Director, Device Clinical Affairs

Role Summary

As Director of Device Clinical Affairs, you will lead the strategic and operational management of clinical programs for implantable medical devices. You will ensure studies meet the highest scientific, regulatory, and quality standards, overseeing multiphase development from startup to closeout. You will collaborate with Regulatory, Quality, Engineering, Medical Affairs, Marketing, and external partners to provide critical clinical evidence for regulatory submissions, labeling, human factors studies, and verification/validation activities. Your leadership will help bring innovative medical device solutions to market and improve patient care and outcomes.

Responsibilities

• Lead the execution of device clinical studies, ensuring compliance with applicable regulations and internal procedures.
• Manage relationships with subject matter experts, key opinion leaders, and investigators to support high-quality clinical data and submissions.
• Provide clinical input and oversight for regulatory strategy and submissions, including verification and validation activities.
• Oversee CRO relationships to ensure delivery against timelines, quality, and regulatory requirements.
• Ensure compliance of product labeling and promotional materials with regulatory requirements.
• Facilitate cross-functional alignment to achieve clinical program objectives.
• Address complex operational or protocol issues requiring senior clinical judgment.
• Travel to scientific meetings and clinical sites as needed, both domestically and internationally.

Qualifications

• Required: Bachelor's degree and a minimum of 12 years’ experience managing clinical studies.

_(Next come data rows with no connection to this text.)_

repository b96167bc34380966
use rust_decimal::Decimal;
use thiserror::Error;

#[derive(Debug, Error)]
pub enum UnderwritingError {
    #[error("Invalid input: {field}: {reason}")]
    InvalidInput { field: String, reason: String },

    #[error("Financial impossibility: {0}")]
    FinancialImpossibility(String),

    #[error("Convergence failure: {function} did not converge after {iterations} iterations (delta: {last_delta})")]
    ConvergenceFailure {
        function: String,
        iterations: u32,
        last_delta: Decimal,
    },

    #[error("Insufficient data: {0}")]
    InsufficientData(String),

    #[error("Division by zero in {context}")]
    DivisionByZero { context: String },

    #[error("Serialization error: {0}")]
    SerializationError(String),
}

impl From<serde_json::Error> for UnderwritingError {
    fn from(e: serde_json::Error) -> Self {
        UnderwritingError::SerializationError(e.to_string())
    }
}
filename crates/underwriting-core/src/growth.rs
use rust_decimal::Decimal;
use rust_decimal::MathematicalOps;
use rust_decimal_macros::dec;
use serde::{Deserialize, Serialize};

use crate::error::UnderwritingError;
use crate::types::{Money, Rate};
use crate::UnderwritingResult;

/// Ceiling on any single projected line amount. Leaves headroom for the
/// sums, ratios and sale pricing built on top of it.
pub const MAX_PROJECTED_AMOUNT: Decimal = dec!(100_000_000_000_000_000_000);

/// How a line item moves from its year-0 baseline over the projection.
#[derive(Debug, Clone, Copy, Default, PartialEq, Serialize, Deserialize)]
pub enum GrowthPolicy {
    /// Held at the baseline every year
    #[default]
    Flat,
    /// Compounds at the scenario's annual rent growth
    RentGrowth,
    /// Compounds at the scenario's annual expense growth
    ExpenseGrowth,
    /// Compounds at its own fixed annual rate
    Fixed(Rate),
}

impl GrowthPolicy {
    /// Resolve the policy to a concrete annual rate.
    pub fn rate_for(&self, rent_growth: Rate, expense_growth: Rate) -> Rate {
        match self {
            GrowthPolicy::Flat => Decimal::ZERO,
            GrowthPolicy::RentGrowth => rent_growth,
            GrowthPolicy::ExpenseGrowth => expense_growth,
            GrowthPolicy::Fixed(rate) => *rate,
        }
    }
}

/// Compounding factor `(1 + rate)^(year - 1)`; year 1 is the baseline year.
///
/// `None` when the factor overflows `Decimal`.
pub fn growth_factor(rate: Rate, year: u32) -> Option<Decimal> {
    if year <= 1 || rate.is_zero() {
        return Some(Decimal::ONE);
    }
    (Decimal::ONE + rate).checked_powi(i64::from(year - 1))
}

/// `baseline × (1+g)^(year-1)` for the line `name`.
///
/// Errors once the amount passes `MAX_PROJECTED_AMOUNT`.
pub fn grow(name: &str, baseline: Money, growth_rate: Rate, year: u32) -> UnderwritingResult<Money> {
    growth_factor(growth_rate, year)
        .and_then(|factor| baseline.checked_mul(factor))
        .filter(|amount| amount.abs() <= MAX_PROJECTED_AMOUNT)
        .ok_or_else(|| UnderwritingError::InvalidInput {
            field: name.to_string(),
            reason: format!(
                "Growth of {growth_rate} projects past the representable range by year {year}"
            ),
        })
}

/// Project a year-0 baseline over `years` years: `baseline × (1+g)^(i-1)`.
///
/// Zero and negative growth (contraction) are valid inputs.
pub fn project(baseline: Money, growth_rate: Rate, years: u32) -> UnderwritingResult<Vec<Money>> {
    (1..=years)
        .map(|year| grow("baseline", baseline, growth_rate, year))
        .collect()
}
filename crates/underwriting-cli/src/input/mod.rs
pub mod file;
pub mod stdin;

use serde::de::DeserializeOwned;

/// Document from `--input`, else piped stdin; `None` when neither is given.
pub fn read_input<T: DeserializeOwned>(
    path: Option<&str>,
) -> Result<Option<T>, Box<dyn std::error::Error>> {
    if let Some(path) = path {
        return Ok(Some(file::read_document(path)?));
    }
    match stdin::read_stdin()? {
        Some(data) => Ok(Some(serde_json::from_value(data)?)),
        None => Ok(None),
    }
}
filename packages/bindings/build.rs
extern crate napi_build;

fn main() {
    napi_build::setup();
}
use rust_decimal::Decimal;
use rust_decimal_macros::dec;
use serde::{Deserialize, Serialize};

use super::amortization::{
    interest_only_payment, loan_balance_after_months, monthly_payment_for_months,
};
use crate::types::{Money, Rate};

const MONTHS_PER_YEAR: u32 = 12;

// ---------------------------------------------------------------------------
// Terms
// ---------------------------------------------------------------------------

/// Repayment terms shared by seller paper and the DSCR loan.
#[derive(Debug, Clone, Default, PartialEq, Serialize, Deserialize)]
#[serde(default)]
pub struct LoanTerms {
    pub principal: Money,
    pub annual_rate: Rate,
    /// Amortization schedule length; 0 means interest only
    pub amortization_years: u32,
    /// Maturity (balloon) in years; 0 means the loan runs to full amortization
    pub term_years: u32,
    /// Leading interest-only period before amortization begins
    pub interest_only_years: u32,
    /// Interest only for the whole life of the loan
    pub interest_only: bool,
}

/// An existing loan taken over on its original schedule.
#[derive(Debug, Clone, Default, PartialEq, Serialize, Deserialize)]
#[serde(default)]
pub struct SubjectToTerms {
    pub current_balance: Money,
    pub annual_rate: Rate,
    pub original_term_months: u32,
    pub remaining_term_months: u32,
}

/// New third-party debt sized against a coverage covenant.
#[derive(Debug, Clone, Default, PartialEq, Serialize, Deserialize)]
#[serde(default)]
pub struct DscrLoanTerms {
    pub loan: LoanTerms,
    #[serde(skip_serializing_if = "Option::is_none")]
    pub min_dscr: Option<Rate>,
    pub origination_fee_percent: Rate,
}

/// One optional slot per instrument type.
#[derive(Debug, Clone, Default, PartialEq, Serialize, Deserialize)]
#[serde(default)]
pub struct FinancingStack {
    #[serde(skip_serializing_if = "Option::is_none")]
    pub subject_to: Option<SubjectToTerms>,
    #[serde(skip_serializing_if = "Option::is_none")]
    pub seller_financing: Option<LoanTerms>,
    #[serde(skip_serializing_if = "Option::is_none")]
    pub seller_carryback: Option<LoanTerms>,
    #[serde(skip_serializing_if = "Option::is_none")]
    pub dscr_loan: Option<DscrLoanTerms>,
}

impl FinancingStack {
    /// Instruments present in the stack, in a fixed order.
    pub fn instruments(&self) -> Vec<FinancingInstrument> {
        let mut out = Vec::new();
        if let Some(terms) = &self.subject_to {
            out.push(FinancingInstrument::SubjectTo(terms.clone()));
        }
        if let Some(terms) = &self.seller_financing {
            out.push(FinancingInstrument::SellerFinancing(terms.clone()));
        }
        if let Some(terms) = &self.seller_carryback {
            out.push(FinancingInstrument::SellerCarryback(terms.clone()));
        }
        if let Some(terms) = &self.dscr_loan {
            out.push(FinancingInstrument::DscrLoan(terms.clone()));
        }
        out
    }

    pub fn total_principal(&self) -> Money {
        self.instruments().iter().map(|i| i.principal()).sum()
    }

    pub fn total_origination_fees(&self) -> Money {
        self.instruments().iter().map(|i| i.origination_fee()).sum()
    }
}

#[derive(Debug, Clone, Copy, PartialEq, Eq, Serialize, Deserialize)]
pub enum InstrumentKind {
    SubjectTo,
    SellerFinancing,
    SellerCarryback,
    DscrLoan,
}

impl InstrumentKind {
    pub fn label(&self) -> &'static str {
        match self {
            InstrumentKind::SubjectTo => "Subject-To",
            InstrumentKind::SellerFinancing => "Seller Financing",
            InstrumentKind::SellerCarryback => "Seller Carryback",
            InstrumentKind::DscrLoan => "DSCR Loan",
        }
    }
}

// ---------------------------------------------------------------------------
// Instrument
// ---------------------------------------------------------------------------

#[derive(Debug, Clone, PartialEq, Serialize, Deserialize)]
pub enum FinancingInstrument {
    SubjectTo(SubjectToTerms),
    SellerFinancing(LoanTerms),
    SellerCarryback(LoanTerms),
    DscrLoan(DscrLoanTerms),
}

impl FinancingInstrument {
    pub fn kind(&self) -> InstrumentKind {
        match self {
            FinancingInstrument::SubjectTo(_) => InstrumentKind::SubjectTo,
            FinancingInstrument::SellerFinancing(_) => InstrumentKind::SellerFinancing,
            FinancingInstrument::SellerCarryback(_) => InstrumentKind::SellerCarryback,
            FinancingInstrument::DscrLoan(_) => InstrumentKind::DscrLoan,
        }
    }

    pub fn principal(&self) -> Money {
        let p = match self {
            FinancingInstrument::SubjectTo(t) => t.current_balance,
            FinancingInstrument::SellerFinancing(t) | FinancingInstrument::SellerCarryback(t) => {
                t.principal
            }
            FinancingInstrument::DscrLoan(t) => t.loan.principal,
        };
        p.max(Decimal::ZERO)
    }

    pub fn annual_rate(&self) -> Rate {
        match self {
            FinancingInstrument::SubjectTo(t) => t.annual_rate,
            FinancingInstrument::SellerFinancing(t) | FinancingInstrument::SellerCarryback(t) => {
                t.annual_rate
            }
            FinancingInstrument::DscrLoan(t) => t.loan.annual_rate,
        }
    }

    pub fn origination_fee(&self) -> Money {
        match self {
            FinancingInstrument::DscrLoan(t) => self.principal() * t.origination_fee_percent,
            _ => Decimal::ZERO,
        }
    }

    /// Month after which no further payments are scheduled.
    ///
    /// `None` for a whole-life interest-only loan without a stated term.
    pub fn maturity_months(&self) -> Option<u32> {
        match self {
            FinancingInstrument::SubjectTo(t) => Some(t.remaining_term_months),
            FinancingInstrument::SellerFinancing(t) | FinancingInstrument::SellerCarryback(t) => {
                loan_maturity(t)
            }
            FinancingInstrument::DscrLoan(t) => loan_maturity(&t.loan),
        }
    }

    /// Scheduled payment in month `month` (1-based); zero past maturity.
    pub fn payment_for_month(&self, month: u32) -> Money {
        if month == 0 || self.is_past_maturity(month) {
            return Decimal::ZERO;
        }
        match self {
            FinancingInstrument::SubjectTo(t) => subject_to_payment(t),
            FinancingInstrument::SellerFinancing(t) | FinancingInstrument::SellerCarryback(t) => {
                loan_payment(t, month)
            }
            FinancingInstrument::DscrLoan(t) => loan_payment(&t.loan, month),
        }
    }

    /// Payment in the first month of the loan.
    pub fn monthly_payment(&self) -> Money {
        self.payment_for_month(1)
    }

    /// Level payment once amortization starts (equals the IO payment for
    /// interest-only loans).
    pub fn amortizing_payment(&self) -> Money {
        match self {
            FinancingInstrument::SubjectTo(t) => subject_to_payment(t),
            FinancingInstrument::SellerFinancing(t) | FinancingInstrument::SellerCarryback(t) => {
                loan_payment(t, io_months(t) + 1)
            }
            FinancingInstrument::DscrLoan(t) => loan_payment(&t.loan, io_months(&t.loan) + 1),
        }
    }

    /// Outstanding balance after `months` payments.
    ///
    /// Past maturity this stays at the balloon balance: the payoff is owed
    /// until the asset is sold.
    pub fn balance_after_months(&self, months: u32) -> Money {
        let months = match self.maturity_months() {
            Some(maturity) => months.min(maturity),
            None => months,
        };
        match self {
            // No term left: the whole balance is a balloon due now
            FinancingInstrument::SubjectTo(t) if t.remaining_term_months == 0 => self.principal(),
            FinancingInstrument::SubjectTo(t) => loan_balance_after_months(
                t.current_balance,
                t.annual_rate,
                t.remaining_term_months,
                months,
            ),
            FinancingInstrument::SellerFinancing(t) | FinancingInstrument::SellerCarryback(t) => {
                loan_balance(t, months)
            }
            FinancingInstrument::DscrLoan(t) => loan_balance(&t.loan, months),
        }
    }

    /// Balance due at maturity (zero for a fully amortizing loan).
    pub fn balloon_balance(&self) -> Option<Money> {
        self.maturity_months().map(|m| self.balance_after_months(m))
    }

    pub fn is_past_maturity(&self, month: u32) -> bool {
        matches!(self.maturity_months(), Some(maturity) if month > maturity)
    }

    /// Σ payments falling in projection year `year`.
    pub fn debt_service_for_year(&self, year: u32) -> Money {
        year_months(year).map(|m| self.payment_for_month(m)).sum()
    }

    pub fn balance_after_year(&self, year: u32) -> Money {
        self.balance_after_months(year.saturating_mul(MONTHS_PER_YEAR))
    }

    /// Principal retired during `year`.
    pub fn principal_for_year(&self, year: u32) -> Money {
        if year == 0 {
            return Decimal::ZERO;
        }
        let opening = self.balance_after_year(year - 1);
        let closing = self.balance_after_year(year);
        (opening - closing).max(Decimal::ZERO)
    }

    pub fn interest_for_year(&self, year: u32) -> Money {
        self.debt_service_for_year(year) - self.principal_for_year(year)
    }

    /// Problems with the terms that the engine computes through.
    pub fn check(&self) -> Vec<String> {
        let label = self.kind().label();
        let mut warnings = Vec::new();
        let raw_principal = match self {
            FinancingInstrument::SubjectTo(t) => t.current_balance,
            FinancingInstrument::SellerFinancing(t) | FinancingInstrument::SellerCarryback(t) => {
                t.principal
            }
            FinancingInstrument::DscrLoan(t) => t.loan.principal,
        };
        if raw_principal < Decimal::ZERO {
            warnings.push(format!("{label}: negative principal treated as zero"));
        }
        let rate = self.annual_rate();
        if rate < Decimal::ZERO || rate >= Decimal::ONE {
            warnings.push(format!("{label}: annual rate {rate} outside [0, 1)"));
        }
        match self {
            FinancingInstrument::SubjectTo(t) => {
                if t.remaining_term_months > t.original_term_months {
                    warnings.push(format!(
                        "{label}: remaining term ({}) exceeds original term ({})",
                        t.remaining_term_months, t.original_term_months
                    ));
                }
                if t.remaining_term_months == 0 && raw_principal > Decimal::ZERO {
                    warnings.push(format!(
                        "{label}: no remaining term on an outstanding balance"
                    ));
                }
            }
            FinancingInstrument::SellerFinancing(t) | FinancingInstrument::SellerCarryback(t) => {
                check_loan_terms(label, t, &mut warnings);
            }
            FinancingInstrument::DscrLoan(t) => {
                check_loan_terms(label, &t.loan, &mut warnings);
                if matches!(t.min_dscr, Some(m) if m <= Decimal::ZERO) {
                    warnings.push(format!("{label}: min_dscr must be positive; covenant ignored"));
                }
            }
        }
        warnings
    }
}

// ---------------------------------------------------------------------------
// Helpers
// ---------------------------------------------------------------------------

/// Months of projection year `year`; empty for year 0.
fn year_months(year: u32) -> std::ops::RangeInclusive<u32> {
    let first = year.saturating_sub(1) * MONTHS_PER_YEAR + 1;
    first..=year * MONTHS_PER_YEAR
}

fn is_interest_only(terms: &LoanTerms) -> bool {
    terms.interest_only || terms.amortization_years == 0
}

fn io_months(terms: &LoanTerms) -> u32 {
    terms.interest_only_years.saturating_mul(MONTHS_PER_YEAR)
}

fn amortization_months(terms: &LoanTerms) -> u32 {
    terms.amortization_years.saturating_mul(MONTHS_PER_YEAR)
}

fn loan_maturity(terms: &LoanTerms) -> Option<u32> {
    if terms.term_years > 0 {
        return Some(terms.term_years.saturating_mul(MONTHS_PER_YEAR));
    }
    if is_interest_only(terms) {
        return None;
    }
    Some(io_months(terms).saturating_add(amortization_months(terms)))
}

fn loan_payment(terms: &LoanTerms, month: u32) -> Money {
    let principal = terms.principal.max(Decimal::ZERO);
    if is_interest_only(terms) || month <= io_months(terms) {
        return interest_only_payment(principal, terms.annual_rate);
    }
    monthly_payment_for_months(principal, terms.annual_rate, amortization_months(terms))
}

fn loan_balance(terms: &LoanTerms, months: u32) -> Money {
    let principal = terms.principal.max(Decimal::ZERO);
    if is_interest_only(terms) || months <= io_months(terms) {
        return principal;
    }
    loan_balance_after_months(
        principal,
        terms.annual_rate,
        amortization_months(terms),
        months - io_months(terms),
    )
}

/// Original-schedule payment: retires today's balance over the months left.
fn subject_to_payment(terms: &SubjectToTerms) -> Money {
    monthly_payment_for_months(
        terms.current_balance.max(Decimal::ZERO),
        terms.annual_rate,
        terms.remaining_term_months,
    )
}

fn check_loan_terms(label: &str, terms: &LoanTerms, warnings: &mut Vec<String>) {
    if terms.amortization_years == 0 && !terms.interest_only && terms.principal > Decimal::ZERO {
        warnings.push(format!(
            "{label}: no amortization period given; treated as interest only"
        ));
    }
    if terms.interest_only_years > 0
        && terms.term_years > 0
        && terms.interest_only_years >= terms.term_years
    {
        warnings.push(format!(
            "{label}: interest-only period covers the whole term"
        ));
    }
    if terms.annual_rate > dec!(0.25) {
        warnings.push(format!(
            "{label}: annual rate {} is unusually high",
            terms.annual_rate
        ));
    }
}

// ---------------------------------------------------------------------------
// Tests
// ---------------------------------------------------------------------------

In lieu of required educational degree, candidates with a minimum of 6 years supervisory experience in a healthcare or clinical research setting with ACRP/SOCRA certification and a minimum of 4 years of relevant clinical research experience in a pharmaceutical device company/CRO may also be considered.
• Required: Experience with US FDA and European regulatory authorities.
• Required: High level of organizational and project management skills with ability to work collaboratively in a fast-paced, team-based matrix environment.
• Required: Excellent written and verbal communication skills.
• Required: Proven success in building relationships with stakeholders such as Clinical Operations, Regulatory, Biostatistics, and clinical investigators.
• Required: Ability to travel for scientific meetings and site visits as needed (domestic and international).
• Preferred: Master’s degree in life sciences, nursing, or related allied health profession.
• Preferred: Certification with ACRP/SOCRA or willingness to acquire.
• Preferred: Experience in a pharmaceutical device company or clinical research organization.